And so it is when Hubbie and his best mate are together. It’s a manly match made in heaven: they were each other’s best men at their respective weddings; they are both so fond of their hair and appearance; and they love beer, and alcohol, and COFFEE, oh, so, much.

Oh, and they don’t mind us wives either.

But really, truly. We get along smashingly.

So on a Saturday night at a birthday party, when within 5 minutes of being in the same room as each other, they came looking for me and Best Man’s wife, exclaiming “here they are!” as they walked into the room, you just knew, something was up.

Not up in the way it was many, many, many moons ago when they decided to trespass on the grounds of a piece of Melbourne criminal history and nearly got eaten by Rottweilers. Not that kind of ‘up.’

They’re Dads now. We would actually kill them if they decided to pull shit like that again.

So, this was a more ‘let’s go out, let’s get hammered’ type of hatch plan.

“We’re going out to brekkie tomorrow!” is what they told us.

Like I said, they’re Dads… they’ve mellowed out.

I personally had not been out to brekkie with baby girl in yonks. Other than the times we’ve been on a weekend away and a café has literally been a 5 minute drive so that her morning hunger nerves aren’t extended any more than they have to be, I gave up the thought of breakfasts out a while back, only because I don’t want to torture her, just because I need to be a Melbourne hipster eating my Avocado smash with gluten free mocha/Frappuccino/Matcha blend with raw sugar from the Jungles of the Amazon. Nah. I’ll wait for her to be a little older.

However, as it is when you’re in a group of over-excited-testosterone-planning-the-beer-they’ll-drink-before-breakfast neanderthals, I thought ‘what the hell.’

It was very different the following morning as we, and they, woke up in our separate houses feeling groggy and sleep-deprived from a late night and early morning.
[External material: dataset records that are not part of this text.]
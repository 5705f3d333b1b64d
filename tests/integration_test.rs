use particle_engine::config::ParticleConfig;
use particle_engine::core::ParticleError;
use particle_engine::particles::{
    ActorFactory, ActorSource, Emitter, EmitterStatus, GeneratorParams, ParticleSpec, PropertyMap,
};
use particle_engine::scene::{Actor, Stage};
use rand::rngs::StdRng;
use rand::SeedableRng;
use std::cell::RefCell;
use std::rc::Rc;

const EPS: f32 = 1e-4;

#[test]
fn test_stage_drives_attached_emitter_to_completion() -> anyhow::Result<()> {
    let mut stage = Stage::new();
    let mut emitter = Emitter::spawn(&mut stage, Actor::new("emitter"), None)?;
    let params = GeneratorParams::new(5, "actor")
        .with_duration(0.5)
        .with_rate(10.0);
    let mut rng = StdRng::seed_from_u64(1);
    let ids = emitter.generate_explosion(&mut stage, &ActorFactory::new(), &params, &mut rng)?;

    let ended = Rc::new(RefCell::new(false));
    let flag = ended.clone();
    emitter.on_particles_end(move || *flag.borrow_mut() = true);

    // 挂载后由场景驱动
    let emitter_id = emitter.attach(&mut stage)?;
    assert!(stage.behavior::<Emitter>(emitter_id).is_some());

    let mut frames = 0;
    while stage.contains(emitter_id) {
        stage.update(0.1)?;
        frames += 1;
        assert!(frames < 100, "emitter never finished");
    }

    assert!(*ended.borrow());
    for id in ids {
        assert!(!stage.contains(id));
    }
    assert!(stage.is_empty());
    Ok(())
}

#[test]
fn test_unmanaged_actor_keeps_moving_next_to_emitter() -> anyhow::Result<()> {
    let mut stage = Stage::new();
    let mut emitter = Emitter::spawn(&mut stage, Actor::new("emitter"), None)?;
    let spark = stage.spawn(Actor::default(), None)?;
    emitter.add_particle(&mut stage, spark, ParticleSpec::new(10.0).with_lives(0))?;
    let emitter_id = emitter.attach(&mut stage)?;

    let ball = stage.spawn(Actor::default().with_velocity(10.0, 0.0), None)?;
    stage.update(0.5)?;

    assert!((stage.get(ball).map(|a| a.x).unwrap_or_default() - 5.0).abs() < EPS);
    let emitter = stage
        .behavior::<Emitter>(emitter_id)
        .ok_or_else(|| anyhow::anyhow!("emitter behaviour missing"))?;
    assert!((emitter.particle_state(spark).map(|s| s.life_time).unwrap_or_default() - 0.5).abs() < EPS);
    Ok(())
}

#[test]
fn test_orphan_particle_respawns_relative_to_moved_emitter() -> anyhow::Result<()> {
    let mut stage = Stage::new();
    let holder = stage.spawn(Actor::new("holder").with_position(100.0, 0.0), None)?;
    let mut emitter = Emitter::spawn(&mut stage, Actor::new("emitter"), None)?;

    let spark = stage.spawn(Actor::default().with_position(10.0, 0.0), Some(holder))?;
    emitter.add_particle(&mut stage, spark, ParticleSpec::new(1.0).infinite())?;

    assert_eq!(stage.parent_of(spark), Some(holder));
    assert!(emitter.particle_state(spark).map(|s| s.orphaned).unwrap_or(false));

    if let Some(actor) = stage.get_mut(emitter.id()) {
        actor.x = 50.0;
    }
    assert_eq!(emitter.update(&mut stage, 1.0)?, EmitterStatus::Running);

    // 世界坐标 (110, 0) 跟随发射器平移到 (160, 0)，即持有者空间中的 (60, 0)
    let actor = stage
        .get(spark)
        .ok_or_else(|| anyhow::anyhow!("particle destroyed"))?;
    assert!((actor.x - 60.0).abs() < EPS);
    assert!(actor.y.abs() < EPS);
    assert_eq!(stage.parent_of(spark), Some(holder));
    Ok(())
}

#[test]
fn test_plume_from_config_with_custom_actor() -> anyhow::Result<()> {
    let config = ParticleConfig::from_toml_str(
        r#"
        [emitter]
        gravity = 0.0

        [generator]
        count = 8
        duration = 2.0
        speed = 40.0
        rate = 4.0
        "#,
    )?;
    config.validate()?;

    let mut factory = ActorFactory::new();
    factory.register("smoke", || Actor::default().with_scale(0.5));

    let mut stage = Stage::new();
    let emitter_id = stage.spawn(Actor::new("chimney").with_position(0.0, 200.0), None)?;
    let mut emitter = Emitter::from_config(emitter_id, &config.emitter);

    let params = GeneratorParams::from_config(&config.generator, "smoke")
        .with_properties(PropertyMap::new().with("y", -10.0).with("opacity", 0.8));
    let mut rng = StdRng::seed_from_u64(3);
    let ids = emitter.generate_plume(&mut stage, &factory, &params, &mut rng)?;

    assert_eq!(ids.len(), 8);
    for id in &ids {
        let actor = stage
            .get(*id)
            .ok_or_else(|| anyhow::anyhow!("missing particle"))?;
        assert_eq!(actor.kind, "smoke");
        assert_eq!(actor.scale_x, 0.5);
        assert!((actor.opacity - 0.8).abs() < EPS);
        assert!((actor.y + 10.0).abs() < EPS);
        assert!(actor.motion.vy <= -20.0 && actor.motion.vy >= -60.0);
        let state = emitter
            .particle_state(*id)
            .ok_or_else(|| anyhow::anyhow!("missing state"))?;
        assert!(state.is_infinite());
    }

    // 烟柱无限重生，发射器一直运行
    for _ in 0..200 {
        assert_eq!(emitter.update(&mut stage, 0.05)?, EmitterStatus::Running);
    }
    assert_eq!(emitter.len(), 8);
    assert!(emitter.stats().total_resets > 0);
    Ok(())
}

#[test]
fn test_rain_spreads_across_width() -> anyhow::Result<()> {
    let mut stage = Stage::new();
    let mut emitter = Emitter::spawn(&mut stage, Actor::new("cloud"), None)?;
    let params = GeneratorParams::new(30, ActorSource::constructor(|| Actor::new("drop")))
        .with_speed(200.0)
        .with_duration(1.5)
        .with_width(100.0);
    let mut rng = StdRng::seed_from_u64(11);
    let ids = emitter.generate_rain(&mut stage, &ActorFactory::new(), &params, &mut rng)?;

    let mut min_x = f32::MAX;
    let mut max_x = f32::MIN;
    for id in &ids {
        let actor = stage
            .get(*id)
            .ok_or_else(|| anyhow::anyhow!("missing drop"))?;
        assert_eq!(actor.kind, "drop");
        assert!((-50.0..=50.0).contains(&actor.x));
        assert!(actor.motion.vy >= 100.0);
        min_x = min_x.min(actor.x);
        max_x = max_x.max(actor.x);
    }
    assert!(max_x > min_x);
    Ok(())
}

#[test]
fn test_rain_width_from_config_file() -> anyhow::Result<()> {
    let path = std::env::temp_dir().join(format!("particles_rain_{}.toml", std::process::id()));
    std::fs::write(
        &path,
        r#"
        [generator]
        count = 40
        speed = 50.0
        width = 40.0

        [logging]
        level = "Debug"
        "#,
    )?;
    let config = ParticleConfig::from_toml_file(&path);
    std::fs::remove_file(&path)?;
    let config = config?;
    config.validate()?;
    assert_eq!(config.generator.width, 40.0);

    let mut stage = Stage::new();
    let mut emitter = Emitter::spawn(&mut stage, Actor::new("cloud"), None)?;
    let params = GeneratorParams::from_config(&config.generator, "actor");
    let mut rng = StdRng::seed_from_u64(5);
    let ids = emitter.generate_rain(&mut stage, &ActorFactory::new(), &params, &mut rng)?;

    assert_eq!(ids.len(), 40);
    for id in ids {
        let actor = stage
            .get(id)
            .ok_or_else(|| anyhow::anyhow!("missing drop"))?;
        assert!((-20.0..=20.0).contains(&actor.x));
    }
    Ok(())
}

#[test]
fn test_unknown_actor_type_is_rejected() {
    let mut stage = Stage::new();
    let mut emitter = Emitter::spawn(&mut stage, Actor::new("emitter"), None).unwrap();
    let params = GeneratorParams::new(3, "ghost");
    let mut rng = StdRng::seed_from_u64(0);

    let result = emitter.generate_explosion(&mut stage, &ActorFactory::new(), &params, &mut rng);
    assert_eq!(result, Err(ParticleError::UnknownActorType("ghost".to_string())));
    assert!(emitter.is_empty());
}

#[test]
fn test_finished_emitter_rejects_new_particles() {
    let mut stage = Stage::new();
    let mut emitter = Emitter::spawn(&mut stage, Actor::new("emitter"), None).unwrap();
    let spark = stage.spawn(Actor::default(), None).unwrap();
    emitter
        .add_particle(&mut stage, spark, ParticleSpec::new(0.5))
        .unwrap();

    assert_eq!(emitter.update(&mut stage, 0.5).unwrap(), EmitterStatus::Finished);
    assert!(!stage.contains(emitter.id()));

    let late = stage.spawn(Actor::default(), None).unwrap();
    assert_eq!(
        emitter.add_particle(&mut stage, late, ParticleSpec::new(1.0)),
        Err(ParticleError::EmitterFinished(emitter.id()))
    );
}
We had to beat ourselves out of bed, and after much to-ing and fro-ing, and ringing around, decided on a place not too far from either of us, Eira Cafe and Lounge Bar in Eltham.

It is a café situated on a corner not far from the Main Street, opposite Common Place where we had previously frequented, and near a public car park, with many shops, cafes and supermarkets all around. It was a stunning Sunday for Winter, and we arrived first, sitting at our Reserved table nearby the fireplace.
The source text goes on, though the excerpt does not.